In addition to Best Picture and Best Original Story Academy Award nominations, “The Red Shoes” won two Academy Awards - one for Best Art Direction-Set Decoration and one for Best Music Score. The film’s look was created by first time production designer, German born Hein Heckroth, who began his career as a surrealist painter and set and costume designer for ballet and opera. After arriving in England in 1935, he began designing sets and costumes for films, including two prior Powell/Pressburger films - “A Matter of Life and Death” and “Black Narcissus”. Even though he had no experience, Pressburger urged Heckroth to head production design for “The Red Shoes”, and a large chunck of the film’s magic can be traced to Heckroth’s work. He shared his Oscar with his art director, Arthur Lawson. The Academy Award winning score was by Brian Easdale, who composed and arranged the memorably lush music. The score is played by The Royal Philharmonic Orchestra, conducted by Easdale, except during "The Ballet of the Red Shoes”, which was conducted by the Philharmonic’s famed conductor and impresario, Thomas Beecham. Brian Easdale was the first British composer to win an Oscar. The film's fifth Oscar nomination was for Best Editing (Reginald Mills).
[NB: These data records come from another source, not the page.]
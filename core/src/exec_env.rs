use tracing::warn;

use crate::params::Args;
use crate::template;

/// Resolves a tool's environment declarations into `NAME=value` assignments.
///
/// Each declaration takes one of three forms:
/// - `NAME` copies the variable from this process. An unset variable still
///   yields `NAME=` so the child sees it defined and empty.
/// - `NAME=literal` is passed through unchanged.
/// - `NAME={{ ... }}` renders the value against `args`, falling back to the
///   unrendered text if rendering fails.
pub fn resolve_env(declarations: &[String], args: &Args) -> Vec<String> {
    declarations
        .iter()
        .filter(|decl| !decl.trim().is_empty())
        .map(|decl| resolve_one(decl.trim(), args))
        .collect()
}

fn resolve_one(decl: &str, args: &Args) -> String {
    let Some((name, value)) = decl.split_once('=') else {
        let inherited = std::env::var(decl).unwrap_or_default();
        return format!("{decl}={inherited}");
    };

    if !value.contains("{{") {
        return decl.to_string();
    }

    match template::render(value, args) {
        Ok(rendered) => format!("{name}={rendered}"),
        Err(e) => {
            warn!("failed to render environment value for {name}: {e}");
            decl.to_string()
        }
    }
}

/// Splits `NAME=value` assignments into pairs, skipping malformed entries.
pub(crate) fn env_pairs(env: &[String]) -> Vec<(String, String)> {
    env.iter()
        .filter_map(|entry| {
            let (name, value) = entry.split_once('=')?;
            if name.is_empty() {
                return None;
            }
            Some((name.to_string(), value.to_string()))
        })
        .collect()
}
In 2000, Martin Scorsese spearheaded the film’s restoration, which aimed to match the spectacular original Technicolor, and it is breathtaking. When you watch the film, be certain you are watching the restored version.
This film has it all - a compelling story, stirring performances, gorgeous music, and otherworldly beauty. It is a film bound to leave an unforgettable impact. Enjoy “The Red Shoes”!